Preparing Your Interview Team
Hiring a new employee is no doubt a significant investment of your company’s time and resources, and not just during the hiring process. Onboarding, training and retaining quality employees is a top concern – which is why so many employers are dedicated to getting it right the first time. Regardless of what position you are hiring for, it’s virtually undisputed that the most objective, thoughtful and thorough vetting process is achieved through the use of an interview team. But who should be on it? How should their roles differ… and look the same? Where do you even start?
The key connection among the members of the interview team is that they should have all have a vested interest in the responsibilities of the position and the success of the candidate within it. All individuals selected for the team should have a working knowledge of the goals of the position that is open and the department that it is in, should already have working relationships with the position’s colleagues. In most cases, they should also have some supervisory capacity. Direct managers and team leads should always be included in the process; potential peers can also be an asset in terms of providing insights with regards to work style alignment.

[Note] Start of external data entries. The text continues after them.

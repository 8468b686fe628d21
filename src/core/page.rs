//! # Page Identifiers
//!
//! The closed set of screens the storefront knows about. Anything else a
//! location can name is carried through as [`Page::Unknown`] so the page
//! resolver can decide what to do with it.

use serde::{Serialize, Serializer};
use std::fmt;

#[derive(Debug, Clone, PartialEq, Eq, Hash)]
pub enum Page {
    Home,
    Products,
    ProductDetail,
    Categories,
    Cart,
    Checkout,
    Account,
    Wishlist,
    Search,
    OrderTracking,
    About,
    Contact,
    /// An identifier outside the known set, kept verbatim.
    Unknown(String),
}

impl Page {
    /// Every known page, in menu order.
    pub const KNOWN: [Page; 12] = [
        Page::Home,
        Page::Products,
        Page::ProductDetail,
        Page::Categories,
        Page::Cart,
        Page::Checkout,
        Page::Account,
        Page::Wishlist,
        Page::Search,
        Page::OrderTracking,
        Page::About,
        Page::Contact,
    ];

    /// Looks up a known identifier. Returns `None` for anything outside the set.
    pub fn from_known(identifier: &str) -> Option<Page> {
        Self::KNOWN
            .iter()
            .find(|page| page.as_str() == identifier)
            .cloned()
    }

    /// Parses any identifier, falling back to `Unknown`.
    pub fn parse(identifier: &str) -> Page {
        Self::from_known(identifier).unwrap_or_else(|| Page::Unknown(identifier.to_string()))
    }

    pub fn as_str(&self) -> &str {
        match self {
            Page::Home => "home",
            Page::Products => "products",
            Page::ProductDetail => "product-detail",
            Page::Categories => "categories",
            Page::Cart => "cart",
            Page::Checkout => "checkout",
            Page::Account => "account",
            Page::Wishlist => "wishlist",
            Page::Search => "search",
            Page::OrderTracking => "order-tracking",
            Page::About => "about",
            Page::Contact => "contact",
            Page::Unknown(raw) => raw,
        }
    }

    pub fn is_known(&self) -> bool {
        !matches!(self, Page::Unknown(_))
    }
}

impl fmt::Display for Page {
    fn fmt(&self, f: &mut fmt::Formatter<'_>) -> fmt::Result {
        f.write_str(self.as_str())
    }
}

impl Serialize for Page {
    fn serialize<S: Serializer>(&self, serializer: S) -> Result<S::Ok, S::Error> {
        serializer.serialize_str(self.as_str())
    }
}

#[cfg(test)]
mod tests {
    use super::*;

    #[test]
    fn test_known_identifiers_round_trip() {
        for page in Page::KNOWN.iter() {
            assert_eq!(Page::parse(page.as_str()), *page);
            assert!(page.is_known());
        }
    }

    #[test]
    fn test_unknown_identifier_is_kept_verbatim() {
        let page = Page::parse("Blog/Posts");
        assert_eq!(page, Page::Unknown("Blog/Posts".to_string()));
        assert_eq!(page.as_str(), "Blog/Posts");
        assert!(!page.is_known());
    }

    #[test]
    fn test_from_known_is_case_sensitive() {
        assert_eq!(Page::from_known("Cart"), None);
        assert_eq!(Page::from_known("cart"), Some(Page::Cart));
    }

    #[test]
    fn test_serializes_as_identifier() {
        let json = serde_json::to_string(&Page::OrderTracking).unwrap();
        assert_eq!(json, "\"order-tracking\"");
    }
}
//! # History Panel Component
//!
//! Overlay listing every entry in the shell's history, newest at the
//! bottom, with the current entry marked. Opened with Ctrl+O, dismissed
//! with Esc. Enter jumps to the selected entry.
//!
//! Follows the persistent state + transient wrapper pattern:
//! - `HistoryPanelState` lives in `TuiState`
//! - `HistoryPanel` is created each frame with borrowed state and entries

use chrono::Local;
use ratatui::Frame;
use ratatui::layout::{Alignment, Constraint, Layout, Rect};
use ratatui::style::{Color, Modifier, Style};
use ratatui::text::{Line, Span};
use ratatui::widgets::{Block, Borders, Clear, List, ListItem, ListState, Padding};

use crate::core::location::HistoryEntry;
use crate::tui::component::{Component, EventHandler};
use crate::tui::event::TuiEvent;

/// Persistent state for the history overlay.
pub struct HistoryPanelState {
    pub selected: usize,
    pub entry_count: usize,
    pub list_state: ListState,
}

impl HistoryPanelState {
    /// Opens with the current entry selected.
    pub fn new(entry_count: usize, current: usize) -> Self {
        let selected = current.min(entry_count.saturating_sub(1));
        let mut list_state = ListState::default();
        if entry_count > 0 {
            list_state.select(Some(selected));
        }
        Self {
            selected,
            entry_count,
            list_state,
        }
    }
}

/// Events emitted by the history overlay.
#[derive(Debug, Clone, PartialEq, Eq)]
pub enum HistoryEvent {
    Jump(usize),
    Dismiss,
}

impl EventHandler for HistoryPanelState {
    type Event = HistoryEvent;

    fn handle_event(&mut self, event: &TuiEvent) -> Option<HistoryEvent> {
        match event {
            TuiEvent::Escape | TuiEvent::OpenHistory => Some(HistoryEvent::Dismiss),
            TuiEvent::CursorUp => {
                self.selected = self.selected.saturating_sub(1);
                self.list_state.select(Some(self.selected));
                None
            }
            TuiEvent::CursorDown => {
                if self.entry_count > 0 {
                    self.selected = (self.selected + 1).min(self.entry_count - 1);
                    self.list_state.select(Some(self.selected));
                }
                None
            }
            TuiEvent::Submit if self.entry_count > 0 => Some(HistoryEvent::Jump(self.selected)),
            _ => None,
        }
    }
}

/// Transient render wrapper for the history overlay.
pub struct HistoryPanel<'a> {
    state: &'a mut HistoryPanelState,
    entries: &'a [HistoryEntry],
    current: usize,
}

impl<'a> HistoryPanel<'a> {
    pub fn new(state: &'a mut HistoryPanelState, entries: &'a [HistoryEntry], current: usize) -> Self {
        Self {
            state,
            entries,
            current,
        }
    }
}

impl Component for HistoryPanel<'_> {
    fn render(&mut self, frame: &mut Frame, area: Rect) {
        let overlay = centered_rect(70, 60, area);
        frame.render_widget(Clear, overlay);

        let block = Block::default()
            .borders(Borders::ALL)
            .border_style(Style::default().fg(Color::DarkGray))
            .title(" History ")
            .title_alignment(Alignment::Left)
            .title_bottom(Line::from(" ↑↓ Select  Enter Open  Esc Back ").centered())
            .padding(Padding::horizontal(1));

        let items: Vec<ListItem> = self
            .entries
            .iter()
            .enumerate()
            .map(|(idx, entry)| {
                let marker = if idx == self.current { "● " } else { "  " };
                let time = entry.visited_at.with_timezone(&Local).format("%H:%M:%S");
                let fragment = if entry.fragment.is_empty() {
                    "#"
                } else {
                    entry.fragment.as_str()
                };
                ListItem::new(Line::from(vec![
                    Span::raw(marker),
                    Span::styled(format!("{} ", time), Style::default().fg(Color::DarkGray)),
                    Span::raw(fragment.to_string()),
                ]))
            })
            .collect();

        let list = List::new(items)
            .block(block)
            .highlight_style(Style::default().add_modifier(Modifier::REVERSED));
        frame.render_stateful_widget(list, overlay, &mut self.state.list_state);
    }
}

/// Compute a centered rect using percentage of the outer rect.
fn centered_rect(percent_x: u16, percent_y: u16, outer: Rect) -> Rect {
    let [_, center_v, _] = Layout::vertical([
        Constraint::Percentage((100 - percent_y) / 2),
        Constraint::Percentage(percent_y),
        Constraint::Percentage((100 - percent_y) / 2),
    ])
    .areas(outer);
    let [_, center, _] = Layout::horizontal([
        Constraint::Percentage((100 - percent_x) / 2),
        Constraint::Percentage(percent_x),
        Constraint::Percentage((100 - percent_x) / 2),
    ])
    .areas(center_v);
    center
}
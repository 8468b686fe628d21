use std::cell::RefCell;
use std::rc::Rc;

use storefront::core::action::{Action, deliver_location_changes, update};
use storefront::core::codec::{decode, encode, from_href, href};
use storefront::core::config::{CliOverrides, parse_config, resolve};
use storefront::core::location::{Location, MemoryHistory};
use storefront::core::page::Page;
use storefront::core::resolver::{PageResolver, UnknownRoutePolicy, View};
use storefront::core::route::{Destination, Params, ProductsQuery, RouteState, SearchQuery};
use storefront::core::state::App;
use storefront::core::store::NavigationStore;

// ============================================================================
// Helper Functions
// ============================================================================

fn store_at(fragment: &str) -> NavigationStore<MemoryHistory> {
    NavigationStore::new(MemoryHistory::new(fragment))
}

/// Subscribes an observer that records the page of every notification.
fn record_pages(store: &mut NavigationStore<MemoryHistory>) -> Rc<RefCell<Vec<Page>>> {
    let seen = Rc::new(RefCell::new(Vec::new()));
    let sink = Rc::clone(&seen);
    store.subscribe(move |route: &RouteState| sink.borrow_mut().push(route.page.clone()));
    seen
}

fn params(pairs: &[(&str, &str)]) -> Params {
    pairs
        .iter()
        .map(|(k, v)| (k.to_string(), v.to_string()))
        .collect()
}

// ============================================================================
// URL Codec
// ============================================================================

#[test]
fn test_decode_never_fails_on_odd_input() {
    for fragment in ["", "#", "##", "?", "#?&&=", "#%", "#%zz?q=%", "#products/", "#/", "?=&="] {
        for route in [decode(fragment), from_href(fragment)] {
            assert!(!route.page.as_str().is_empty(), "empty page for {:?}", fragment);
            assert_eq!(decode(&encode(&route)).page, route.page, "page for {:?}", fragment);
        }
    }
}

#[test]
fn test_known_pages_round_trip() {
    let known = [
        Page::Home,
        Page::Products,
        Page::Categories,
        Page::Cart,
        Page::Checkout,
        Page::Account,
        Page::Wishlist,
        Page::Search,
        Page::OrderTracking,
        Page::About,
        Page::Contact,
    ];
    for page in known {
        let route = RouteState::page(page.clone()).with_param("category", "JEE Main");
        assert_eq!(decode(&encode(&route)), route, "round trip for {}", page);
    }
}

#[test]
fn test_empty_query_key_round_trips() {
    let route = RouteState::page(Page::Checkout)
        .with_param("", "gift")
        .with_param("coupon", "NEET10");
    assert_eq!(decode(&encode(&route)), route);
}

#[test]
fn test_product_detail_id_round_trips_through_path() {
    let route = RouteState::page(Page::ProductDetail).with_param("id", "neet 2024/a");
    let fragment = encode(&route);
    assert!(fragment.starts_with("products/"));
    assert!(!fragment.contains("id="));
    assert_eq!(decode(&fragment), route);
}

#[test]
fn test_empty_fragment_is_home() {
    assert_eq!(decode(""), RouteState::home());
    assert_eq!(from_href("#"), RouteState::home());
}

#[test]
fn test_unknown_page_passes_through_codec() {
    let route = from_href("#flash-sale?ref=mail");
    assert_eq!(route.page, Page::Unknown("flash-sale".to_string()));
    assert_eq!(route.param("ref"), Some("mail"));
    assert_eq!(href(&route), "#flash-sale?ref=mail");
}

// ============================================================================
// Navigation Store
// ============================================================================

#[test]
fn test_initial_load_reads_location_without_writing() {
    let store = store_at("#products?category=NEET&type=book");
    assert_eq!(store.current().page, Page::Products);
    assert_eq!(store.current().param("category"), Some("NEET"));
    assert_eq!(store.current().param("type"), Some("book"));
    assert_eq!(store.location().entries().len(), 1);
}

#[test]
fn test_external_change_is_idempotent() {
    let mut store = store_at("#cart");
    let seen = record_pages(&mut store);

    assert!(!store.on_external_change());
    assert!(!store.on_external_change());
    assert!(seen.borrow().is_empty());
}

#[test]
fn test_navigate_then_echo_notifies_once() {
    let mut store = store_at("");
    let seen = record_pages(&mut store);

    store.navigate(Page::Search, params(&[("q", "organic chemistry")]));
    assert_eq!(store.location().fragment(), "#search?q=organic%20chemistry");
    assert_eq!(store.location().pending_changes(), 1);

    // The location reports the change back; nothing new happens.
    assert!(store.location_mut().take_change());
    assert!(!store.on_external_change());
    assert_eq!(*seen.borrow(), vec![Page::Search]);
}

#[test]
fn test_unsubscribed_observer_is_not_called() {
    let mut store = store_at("");
    let seen = Rc::new(RefCell::new(0));
    let sink = Rc::clone(&seen);
    let id = store.subscribe(move |_: &RouteState| *sink.borrow_mut() += 1);

    store.navigator().go_to_cart();
    assert!(store.unsubscribe(id));
    store.navigator().go_to_wishlist();

    assert_eq!(*seen.borrow(), 1);
    assert_eq!(store.observer_count(), 0);
}

// ============================================================================
// Navigation Facade
// ============================================================================

#[test]
fn test_facade_product_detail_fragment() {
    let mut store = store_at("");
    store.navigator().go_to_product_detail(42);
    assert_eq!(store.location().fragment(), "#products/42");
    assert_eq!(store.current().param("id"), Some("42"));
}

#[test]
fn test_facade_products_with_filters() {
    let mut store = store_at("");
    store
        .navigator()
        .go_to_products(ProductsQuery::category("NEET").with_type("book"));
    assert_eq!(store.location().fragment(), "#products?category=NEET&type=book");
}

#[test]
fn test_facade_search_without_term() {
    let mut store = store_at("#cart");
    store.navigator().go_to_search(SearchQuery::default());
    assert_eq!(store.location().fragment(), "#search");
}

// ============================================================================
// Page Resolver
// ============================================================================

#[test]
fn test_unknown_route_falls_back_to_home_by_default() {
    let resolver = PageResolver::default();
    assert_eq!(resolver.resolve(&from_href("#nonexistent")), View::Home);
}

#[test]
fn test_unknown_route_not_found_policy() {
    let resolver = PageResolver::new(UnknownRoutePolicy::NotFoundPage);
    assert_eq!(
        resolver.resolve(&from_href("#nonexistent")),
        View::NotFound {
            path: "nonexistent".to_string()
        }
    );
}

#[test]
fn test_bare_product_detail_is_not_a_product() {
    let resolver = PageResolver::new(UnknownRoutePolicy::NotFoundPage);
    assert!(matches!(
        resolver.resolve(&from_href("#product-detail")),
        View::NotFound { .. }
    ));
}

// ============================================================================
// End to End
// ============================================================================

#[test]
fn test_browse_cart_and_back() {
    let mut app = App::new(
        MemoryHistory::new("#products?category=NEET"),
        UnknownRoutePolicy::default(),
    );
    assert_eq!(
        app.view(),
        View::ProductList {
            category: Some("NEET".to_string()),
            product_type: None,
        }
    );

    update(&mut app, Action::Navigate(Destination::Cart));
    deliver_location_changes(&mut app);
    assert_eq!(app.view(), View::Cart);
    assert_eq!(app.store.location().fragment(), "#cart");

    update(&mut app, Action::Back);
    deliver_location_changes(&mut app);
    assert_eq!(app.store.current().page, Page::Products);
    assert_eq!(app.store.current().param("category"), Some("NEET"));

    update(&mut app, Action::Forward);
    deliver_location_changes(&mut app);
    assert_eq!(app.view(), View::Cart);
}

#[test]
fn test_typed_address_is_delivered_as_change() {
    let mut app = App::new(MemoryHistory::new(""), UnknownRoutePolicy::NotFoundPage);
    update(&mut app, Action::EnterLocation("#products/7".to_string()));
    assert_eq!(deliver_location_changes(&mut app), 1);
    assert_eq!(app.view(), View::ProductDetail { id: "7".to_string() });
}

#[test]
fn test_config_file_sets_policy_and_cli_wins() {
    let config = parse_config(
        r##"
[router]
start_location = "#about"
unknown_route = "not-found"
"##,
    )
    .unwrap();

    let resolved = resolve(&config, &CliOverrides::default());
    assert_eq!(resolved.unknown_route, UnknownRoutePolicy::NotFoundPage);

    let cli = CliOverrides {
        location: Some("#contact".to_string()),
        unknown_route: Some(UnknownRoutePolicy::FallbackHome),
    };
    let resolved = resolve(&config, &cli);
    assert_eq!(resolved.start_location, "#contact");
    assert_eq!(resolved.unknown_route, UnknownRoutePolicy::FallbackHome);

    let app = App::from_config(&resolved);
    assert_eq!(app.view(), View::Contact);
}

Each member of the team should have a clearly defined set of responsibilities before, after and during the interview. While the questions they ask will each be different, the idea is that multiple perspectives will be used to assess the same skills, competencies and desired qualities. The power of a team lies within evaluating the same traits (often along a matrix or scale), not having each member look for something different.
While choosing which members of the organization are best suited for this particular team at this stage can be a lengthy step, assigning the duties should be fairly straightforward. In general, all team members are responsible for carefully reviewing the job description and suggesting any revisions. If a selection matrix is being utilized, all team members should be educated on the matrix criteria and scoring process. Each teamist should be assigned a specific question or series of questions to ask and is responsible for keeping to the time schedule that has been set. The interview process should look identical for every candidate, including the use of questions asked, the maintenance of confidentiality of applicant’s personal information and the method of debriefing and comparison. It’s worth mentioning that every team member should also be made aware of the legal guidelines of what can and cannot be asked, as honest mistakes have been made by many well-intentioned but inexperienced interview team members.
Depending on the design of your organization and your hiring processes, reference checks and employment offers may be handled entirely by Human Resources, or in collaboration with team members and alongside the position supervisor.
While hiring top talent is never easy… it is much less painful when you start with a top interview team. While putting together the team is a dedication of time and resources in and of itself, investing in your own people to find more great people is a truly worthwhile endeavor.